В Большом зале петербургской филармонии дал концерт джазовый дуэт Гэри Бертон--Макото Одзоне. Из Петербурга музыканты отправились в Москву, чтобы стать участниками фестиваля "Триумф". Может показаться, что аренда для их концерта филармонического зала — амбициозная выходка организаторов. Однако всякому, кто слышал дуэт, ясно: здесь, среди беломраморных колонн, им самое место.
На протяжении четырех десятилетий Гэри Бертон (Gary Burton) — лучший в мире вибрафонист. Титул, впрочем, довольно условный, так как заслуга придания вибрафону статуса виртуозного сольного инструмента самому Бертону в основном и принадлежит. Фантастическая ловкость, с которой он управляется с четырьмя палочками, и элегантность его импровизационных построений сделали его партнером главных джазовых звезд последних 30 лет. Ведь в придачу к его собственной безупречности за Бертоном — волшебный тембр, ударный инструмент без звука удара, несколько переливчатых октав серебряных колокольчиков. Он играл со Стеном Гецом (Stan Getz), Джоном Скофилдом (John Scofield), Стефаном Граппелли (Stephane Grappelli), Пэтом Меттни (Pat Metheny) и Кейтом Джарреттом (Keith Jarrett). В 80-е годы выступал с Астором Пьяццоллой (Astor Piazzolla). Самый прочный и знаменитый из альянсов Бертона — его дуэт с Чиком Кориа (Chick Corea), 30-летие которого им предстоит отпраздновать в этом году. Будни же Гэри Бертона — концерты и диски (их уже шесть) с японским пианистом Макото Одзоне (Makoto Ozone), которого он заметил и вывел в высший джазовый свет в 1983-м. Одзоне тогда заканчивал главную американскую джазовую школу, колледж Berklee, где Бертон давно уже профессор и нынче даже проректор. Удивительно, но и спустя 18 лет в их дуэте сохраняется распределение ролей: строгий меланхоличный гуру и резвый вундеркинд.

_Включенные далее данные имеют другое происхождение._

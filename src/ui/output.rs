//! ui::output
//!
//! Output formatting and display.
//!
//! # Design
//!
//! The changelog itself goes to stdout and is always printed. Everything
//! else (progress, warnings, diagnostics) goes to stderr and respects the
//! verbosity flags, so stdout can be piped into a file or another tool.

use std::fmt::Display;

use tracing::Level;

/// Output verbosity level.
#[derive(Debug, Clone, Copy, PartialEq, Eq)]
pub enum Verbosity {
    /// Quiet mode - errors only
    Quiet,
    /// Normal mode - info and warnings
    Normal,
    /// Verbose mode - debug diagnostics
    Verbose,
}

impl Verbosity {
    /// Create verbosity from flags. `--quiet` wins over `--verbose`.
    pub fn from_flags(quiet: bool, verbose: bool) -> Self {
        if quiet {
            Verbosity::Quiet
        } else if verbose {
            Verbosity::Verbose
        } else {
            Verbosity::Normal
        }
    }

    /// Default `tracing` level for this verbosity.
    pub fn tracing_level(self) -> Level {
        match self {
            Verbosity::Quiet => Level::ERROR,
            Verbosity::Normal => Level::WARN,
            Verbosity::Verbose => Level::DEBUG,
        }
    }
}

/// Print the primary result to stdout (always shown).
pub fn print(message: impl Display) {
    println!("{}", message);
}

/// Print an informational message (respects quiet mode).
pub fn info(message: impl Display, verbosity: Verbosity) {
    if verbosity != Verbosity::Quiet {
        eprintln!("{}", message);
    }
}

/// Print a debug message (only in verbose mode).
pub fn debug(message: impl Display, verbosity: Verbosity) {
    if verbosity == Verbosity::Verbose {
        eprintln!("[debug] {}", message);
    }
}

/// Print an error message (always shown).
pub fn error(message: impl Display) {
    eprintln!("error: {}", message);
}

/// Print a warning message (respects quiet mode).
pub fn warn(message: impl Display, verbosity: Verbosity) {
    if verbosity != Verbosity::Quiet {
        eprintln!("warning: {}", message);
    }
}

/// Indent `items` under a heading, one per line.
pub fn format_fields<K: Display, V: Display>(heading: &str, items: &[(K, V)]) -> String {
    let mut out = format!("{}:", heading);
    for (key, value) in items {
        out.push_str(&format!("\n  {}: {}", key, value));
    }
    out
}
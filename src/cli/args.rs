//! cli::args
//!
//! Command-line argument definitions using clap derive.
//!
//! Stage and git flags keep their camelCase spelling (`--fromStage`) and
//! also accept kebab-case aliases (`--from-stage`).

use clap::Parser;

use crate::core::config::PartialConfig;
use crate::ui::output::Verbosity;

/// Generate AWS changelog from pipeline commits
#[derive(Parser, Debug)]
#[command(name = "gen-aws-changelog")]
#[command(version, about, long_about = None)]
#[command(after_help = "\
EXAMPLES:
    # Stages and pipeline from .aws-changelog.json in the repository
    gen-aws-changelog acme/widgets

    # Everything on the command line, without reading the repository config
    gen-aws-changelog acme/widgets --noGit --pipeline widgets \\
        --fromStage DeployStaging --toStage DeployProduction

    # Also publish a GitHub release named release-<day>-<month>-<year>
    gen-aws-changelog acme/widgets --tag

ENVIRONMENT:
    AWS_ACCOUNT_ID              must be set (AWS credentials are injected)
    GITHUB_TOKEN / GH_TOKEN     GitHub token (falls back to 'gh auth token')
    GITHUB_API_URL              GitHub API base for GitHub Enterprise
    RUST_LOG                    overrides the log filter")]
pub struct Cli {
    /// The repository name with organization/owner (e.g., owner/repo)
    #[arg(value_name = "OWNER/REPO")]
    pub repo: String,

    /// The name of the AWS CodePipeline
    #[arg(long)]
    pub pipeline: Option<String>,

    /// The starting stage of the pipeline
    #[arg(long = "fromStage", visible_alias = "from-stage", value_name = "STAGE")]
    pub from_stage: Option<String>,

    /// The ending stage of the pipeline
    #[arg(long = "toStage", visible_alias = "to-stage", value_name = "STAGE")]
    pub to_stage: Option<String>,

    /// AWS region for the CodePipeline (default: eu-central-1)
    #[arg(long)]
    pub region: Option<String>,

    /// Enable verbose logging
    #[arg(short, long)]
    pub verbose: bool,

    /// Only show errors
    #[arg(short, long)]
    pub quiet: bool,

    /// Don't fetch the configuration file from the repository
    #[arg(long = "noGit", visible_alias = "no-git")]
    pub no_git: bool,

    /// Create a release for the current date with the changelog as description
    #[arg(long)]
    pub tag: bool,
}

impl Cli {
    /// Parse command-line arguments.
    pub fn parse_args() -> Self {
        Parser::parse()
    }

    /// Output verbosity from `--quiet` / `--verbose`.
    pub fn verbosity(&self) -> Verbosity {
        Verbosity::from_flags(self.quiet, self.verbose)
    }

    /// The configuration layer supplied by flags.
    pub fn overrides(&self) -> PartialConfig {
        PartialConfig {
            pipeline: self.pipeline.clone(),
            region: self.region.clone(),
            from_stage: self.from_stage.clone(),
            to_stage: self.to_stage.clone(),
        }
    }
}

Петербургский концерт они начали с самого строптивого и интеллектуального материала, что есть в джазовой классике: композиций Телониуса Монка (Thelonious Monk). Грамотные слушатели пытались поначалу аплодировать каждому соло, как это и положено в джазе, но чем дальше, тем больше сникали. Хитросплетениям музыкальных орнаментов, которые громоздили оба музыканта, невозможно было не поддаться: они затягивали, как медитативные формы, и в конечном счете перебивали даже квадратную сетку и действие ритма, тоже далеко не инертного. За Монком последовали темы Кориа, Бенни Гудмена, Пьяццоллы, а под конец — несколько вещей из только что записанного альбома транскрипций классики: Равель, Сэмюэл Барбер, специально для русской публики — прелюдия Рахманинова. В дуэте с вибрафоном роялю часто отводится роль ритм-секции с несколько трескучим тембром. Макото Одзоне компенсировал такое странное амплуа изысканностью артикуляции (в особенности в импрессионистической "Бразилии" Чика Кориа). Бертон же ни на секунду не давал угаснуть фосфорическому свечению своего инструмента, поддерживая такую оперативную скорость, что ощущение чудесного трюка не проходило весь концерт. Особенно странно с соло вибрафона звучит танго. Вместо антропоморфных стонущих тембров из аутентичных версий Пьяццоллы — банданеона, кларнета, струнных — только ласковый прохладный звон, и никакой знойной страсти. Так во всем: восхитительные гармонии, строгая композиционная архитектура, напористый ритм, спирали импровизационных орнаментов, но все эти джазовые доблести — совершенно вне джаза.
Самое простое объяснение, что филармонический зал превращает любую джазовую музыку, стоит ей здесь очутиться, в род гершвиновской "Рапсодии в стиле блюз", было опровергнуто финалом программы. Бертон и Одзоне сыграли собственную версию третьей части фортепианного концерта Джорджа Гершвина. И оказалось, что они пошли куда дальше автора. Гершвин приспособил джазовые идиомы к традиционному академическому жанру. Современный дуэт из нехитрой классической попсы делает замысловатую, высокотехнологичную, с довольно экзотической тембровой драматургией пьесу. И с любым материалом, будь то хоть сладкие песенки 30-х годов, хоть равелевская "Гробница Куперена", поступают так же: строят прихотливые рапсодии с элементами ушедшего в прошлое стиля джаз. Типологически это неоклассицизм, ностальгическое и эстетское искусство, возникшее на этот раз не на давно остывших развалинах, а на еще горячей джазовой почве.